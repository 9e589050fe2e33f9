//! The rows the engine keeps in its [`KvStore`] and typed accessors for them.

use custody_db::{
    errors::DbResult,
    kv::KvStore,
    row_spec::{encode_height, RowSpec, TypedStore},
};
use custody_primitives::{
    asset::Asset,
    chain::Chain,
    ids::{NodeAddress, PubKey, TxId},
    network_fee::NetworkFee,
    pool::Pool,
    txout::TxOut,
    types::{Amount, BlockHeight},
    validator::Validator,
    vault::Vault,
};

use crate::{errata::ErrataVoter, voter::machine::ObservationVoter};

macro_rules! row {
    ($(#[$meta:meta])* $name:ident, $prefix:literal, $key:ty => $value:ty, |$k:ident| $encode:expr) => {
        $(#[$meta])*
        #[derive(Debug)]
        pub struct $name;

        impl RowSpec for $name {
            const PREFIX: &'static [u8] = $prefix;
            type Key = $key;
            type Value = $value;

            fn encode_key($k: &Self::Key) -> Vec<u8> {
                $encode
            }
        }
    };
}

row!(
    /// Validators by node address.
    ValidatorRow, b"validator", NodeAddress => Validator, |key| key.as_ref().to_vec()
);

row!(
    /// Node addresses by validator public key.
    ValidatorByPubKeyRow, b"validator_pk", PubKey => NodeAddress, |key| key.as_ref().to_vec()
);

row!(
    /// Vaults by public key.
    VaultRow, b"vault", PubKey => Vault, |key| key.as_ref().to_vec()
);

row!(
    /// Voters of inbound observations by transaction id.
    VoterRow, b"voter", TxId => ObservationVoter, |key| key.as_ref().to_vec()
);

row!(
    /// Voters of outbound observations by transaction id.
    OutboundVoterRow, b"voter_out", TxId => ObservationVoter, |key| key.as_ref().to_vec()
);

row!(
    /// Errata voters by transaction id.
    ErrataVoterRow, b"errata", TxId => ErrataVoter, |key| key.as_ref().to_vec()
);

row!(
    /// Outbound queues by height.
    TxOutRow, b"txout", BlockHeight => TxOut, |key| encode_height(*key)
);

row!(
    /// Transactions that reached consensus, by consensus height.
    ConsensusIndexRow, b"consensus_idx", (BlockHeight, TxId) => TxId, |key| {
        let mut encoded = encode_height(key.0);
        encoded.extend_from_slice(key.1.as_ref());
        encoded
    }
);

row!(
    /// Inbound transactions in consensus that wait for their chain's depth, by chain.
    PendingFinalisationRow, b"pending_final", (Chain, TxId) => TxId, |key| {
        let mut encoded = chain_prefix(key.0);
        encoded.extend_from_slice(key.1.as_ref());
        encoded
    }
);

row!(
    /// Network fees by chain.
    NetworkFeeRow, b"network_fee", Chain => NetworkFee, |key| key.ticker().as_bytes().to_vec()
);

row!(
    /// Pools by asset.
    PoolRow, b"pool", Asset => Pool, |key| key.to_string().into_bytes()
);

row!(
    /// The native balance of the protocol reserve.
    ReserveRow, b"reserve", () => Amount, |_key| Vec::new()
);

row!(
    /// Heights at which chains were halted.
    ChainHaltRow, b"halt", Chain => BlockHeight, |key| key.ticker().as_bytes().to_vec()
);

row!(
    /// Last observed height of each external chain.
    LastChainHeightRow, b"chain_height", Chain => BlockHeight, |key| key.ticker().as_bytes().to_vec()
);

fn chain_prefix(chain: Chain) -> Vec<u8> {
    let mut prefix = chain.ticker().as_bytes().to_vec();
    prefix.push(b'/');
    prefix
}

/// Typed access to the engine's rows on any [`KvStore`].
pub trait CustodyStore: KvStore {
    /// Gets a validator.
    fn validator(&self, address: &NodeAddress) -> DbResult<Option<Validator>> {
        self.get_row::<ValidatorRow>(address)
    }

    /// Gets a validator by its public key.
    fn validator_by_pub_key(&self, pub_key: &PubKey) -> DbResult<Option<Validator>> {
        match self.get_row::<ValidatorByPubKeyRow>(pub_key)? {
            Some(address) => self.validator(&address),
            None => Ok(None),
        }
    }

    /// Stores a validator and indexes its public key.
    fn put_validator(&mut self, validator: &Validator) -> DbResult<()> {
        self.put_row::<ValidatorRow>(&validator.address, validator)?;
        self.put_row::<ValidatorByPubKeyRow>(&validator.pub_key, &validator.address)
    }

    /// Every validator, by node address.
    fn validators(&self) -> DbResult<Vec<Validator>> {
        self.scan_rows::<ValidatorRow>()
    }

    /// Every active validator, by node address.
    fn active_validators(&self) -> DbResult<Vec<Validator>> {
        Ok(self
            .validators()?
            .into_iter()
            .filter(Validator::is_active)
            .collect())
    }

    /// Gets a vault.
    fn vault(&self, pub_key: &PubKey) -> DbResult<Option<Vault>> {
        self.get_row::<VaultRow>(pub_key)
    }

    /// Stores a vault.
    fn put_vault(&mut self, vault: &Vault) -> DbResult<()> {
        self.put_row::<VaultRow>(&vault.pub_key, vault)
    }

    /// Every vault, by public key.
    fn vaults(&self) -> DbResult<Vec<Vault>> {
        self.scan_rows::<VaultRow>()
    }

    /// Gets the voter of an inbound observation.
    fn voter(&self, tx_id: &TxId) -> DbResult<Option<ObservationVoter>> {
        self.get_row::<VoterRow>(tx_id)
    }

    /// Stores the voter of an inbound observation.
    fn put_voter(&mut self, voter: &ObservationVoter) -> DbResult<()> {
        self.put_row::<VoterRow>(voter.tx_id(), voter)
    }

    /// Gets the voter of an outbound observation.
    fn outbound_voter(&self, tx_id: &TxId) -> DbResult<Option<ObservationVoter>> {
        self.get_row::<OutboundVoterRow>(tx_id)
    }

    /// Stores the voter of an outbound observation.
    fn put_outbound_voter(&mut self, voter: &ObservationVoter) -> DbResult<()> {
        self.put_row::<OutboundVoterRow>(voter.tx_id(), voter)
    }

    /// Gets an errata voter.
    fn errata_voter(&self, tx_id: &TxId) -> DbResult<Option<ErrataVoter>> {
        self.get_row::<ErrataVoterRow>(tx_id)
    }

    /// Stores an errata voter.
    fn put_errata_voter(&mut self, voter: &ErrataVoter) -> DbResult<()> {
        self.put_row::<ErrataVoterRow>(voter.tx_id(), voter)
    }

    /// The outbound queue at `height`, empty if nothing is scheduled.
    fn txout(&self, height: BlockHeight) -> DbResult<TxOut> {
        Ok(self
            .get_row::<TxOutRow>(&height)?
            .unwrap_or_else(|| TxOut::new(height)))
    }

    /// Stores an outbound queue.
    fn put_txout(&mut self, txout: &TxOut) -> DbResult<()> {
        self.put_row::<TxOutRow>(&txout.height, txout)
    }

    /// Non-empty outbound queues in `from..=to`, by height.
    fn scheduled_between(&self, from: BlockHeight, to: BlockHeight) -> DbResult<Vec<TxOut>> {
        if from > to {
            return Ok(Vec::new());
        }

        self.scan_rows_between::<TxOutRow>(&from, &to)
    }

    /// Records that `tx_id` reached consensus at `height`.
    fn index_consensus(&mut self, height: BlockHeight, tx_id: &TxId) -> DbResult<()> {
        self.put_row::<ConsensusIndexRow>(&(height, tx_id.clone()), tx_id)
    }

    /// Transactions that reached consensus at `height`.
    fn consensus_at(&self, height: BlockHeight) -> DbResult<Vec<TxId>> {
        self.scan_rows_with_prefix::<ConsensusIndexRow>(&encode_height(height))
    }

    /// Records that `tx_id` waits for the depth of `chain`.
    fn add_pending_finalisation(&mut self, chain: Chain, tx_id: &TxId) -> DbResult<()> {
        self.put_row::<PendingFinalisationRow>(&(chain, tx_id.clone()), tx_id)
    }

    /// Clears the wait of `tx_id`.
    fn remove_pending_finalisation(&mut self, chain: Chain, tx_id: &TxId) -> DbResult<()> {
        self.delete_row::<PendingFinalisationRow>(&(chain, tx_id.clone()))
    }

    /// Transactions waiting for the depth of `chain`.
    fn pending_finalisation(&self, chain: Chain) -> DbResult<Vec<TxId>> {
        self.scan_rows_with_prefix::<PendingFinalisationRow>(&chain_prefix(chain))
    }

    /// Gets the network fee of `chain`.
    fn network_fee(&self, chain: Chain) -> DbResult<Option<NetworkFee>> {
        self.get_row::<NetworkFeeRow>(&chain)
    }

    /// Stores a network fee.
    fn put_network_fee(&mut self, fee: &NetworkFee) -> DbResult<()> {
        self.put_row::<NetworkFeeRow>(&fee.chain, fee)
    }

    /// Gets the pool of `asset`.
    fn pool(&self, asset: &Asset) -> DbResult<Option<Pool>> {
        self.get_row::<PoolRow>(asset)
    }

    /// Stores a pool.
    fn put_pool(&mut self, pool: &Pool) -> DbResult<()> {
        self.put_row::<PoolRow>(&pool.asset, pool)
    }

    /// The reserve balance.
    fn reserve(&self) -> DbResult<Amount> {
        Ok(self.get_row::<ReserveRow>(&())?.unwrap_or_default())
    }

    /// Adds `amount` to the reserve.
    fn credit_reserve(&mut self, amount: Amount) -> DbResult<()> {
        if amount == 0 {
            return Ok(());
        }

        let balance = self.reserve()?.saturating_add(amount);
        self.put_row::<ReserveRow>(&(), &balance)
    }

    /// Height at which `chain` was halted, if it is.
    fn chain_halt(&self, chain: Chain) -> DbResult<Option<BlockHeight>> {
        self.get_row::<ChainHaltRow>(&chain)
    }

    /// Halts `chain` at `height`. An existing halt keeps its height.
    fn halt_chain(&mut self, chain: Chain, height: BlockHeight) -> DbResult<()> {
        if self.chain_halt(chain)?.is_some() {
            return Ok(());
        }

        self.put_row::<ChainHaltRow>(&chain, &height)
    }

    /// Last observed height of `chain`; zero if never observed.
    fn last_chain_height(&self, chain: Chain) -> DbResult<BlockHeight> {
        Ok(self
            .get_row::<LastChainHeightRow>(&chain)?
            .unwrap_or_default())
    }

    /// Stores the last observed height of `chain`.
    fn put_last_chain_height(&mut self, chain: Chain, height: BlockHeight) -> DbResult<()> {
        self.put_row::<LastChainHeightRow>(&chain, &height)
    }
}

impl<T: KvStore + ?Sized> CustodyStore for T {}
####################
Task details ▸ Each line of the entries above that contains "ChainHaltRow" is to be copied.

Solved exercise ▸
    ChainHaltRow, b"halt", Chain => BlockHeight, |key| key.ticker().as_bytes().to_vec()
        self.get_row::<ChainHaltRow>(&chain)
        self.put_row::<ChainHaltRow>(&chain, &height)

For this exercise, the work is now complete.